» Excerpts from a dataset:
// Decode an SSE stream from stdin and print each event as a JSON line.
//
// Usage:
//   curl -sN https://example.com/events | cargo run --example decode_stdin
//   SSE_MAX_LINE_LEN=1024 RUST_LOG=sse_decode=debug cargo run --example decode_stdin < dump.txt

use anyhow::{Context, Result};
use sse_decode::{Decoder, DecoderConfig};
use std::io::Write;
use tracing_subscriber::EnvFilter;

fn load_config() -> Result<DecoderConfig> {
    let mut config = DecoderConfig::default();
    if let Ok(raw) = std::env::var("SSE_MAX_LINE_LEN") {
        let max_line_len = raw
            .parse()
            .with_context(|| format!("SSE_MAX_LINE_LEN must be a byte count, got {:?}", raw))?;
        config = config.with_max_line_len(max_line_len);
    }
    Ok(config)
}

fn main() -> Result<()> {
    tracing_subscriber::fmt()
        .with_env_filter(EnvFilter::from_default_env())
        .with_writer(std::io::stderr)
        .init();

    let config = load_config()?;
    tracing::info!("Decoding SSE from stdin (max line {} bytes)", config.max_line_len);

    let stdin = std::io::stdin();
    let mut stdout = std::io::stdout().lock();
    let mut events = 0usize;

    for outcome in Decoder::with_config(stdin.lock(), config) {
        match outcome {
            Ok(event) => {
                events += 1;
                serde_json::to_writer(&mut stdout, &event)?;
                writeln!(stdout)?;
            }
            Err(e) if e.is_fatal() => return Err(e).context("SSE stream ended with an error"),
            Err(e) => tracing::warn!("{}", e),
        }
    }

    tracing::info!("Decoded {} events", events);
    Ok(())
}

» PROBLEM REQUIREMENTS:
Above are the entries. Copy exactly the part that opens with the line containing "config = config.with_max_line_len(max_line_len);" and closes with the line containing "events += 1;", and no more.

» EXERCISE SOLUTION:
        config = config.with_max_line_len(max_line_len);
    }
    Ok(config)
}

fn main() -> Result<()> {
    tracing_subscriber::fmt()
        .with_env_filter(EnvFilter::from_default_env())
        .with_writer(std::io::stderr)
        .init();

    let config = load_config()?;
    tracing::info!("Decoding SSE from stdin (max line {} bytes)", config.max_line_len);

    let stdin = std::io::stdin();
    let mut stdout = std::io::stdout().lock();
    let mut events = 0usize;

    for outcome in Decoder::with_config(stdin.lock(), config) {
        match outcome {
            Ok(event) => {
                events += 1;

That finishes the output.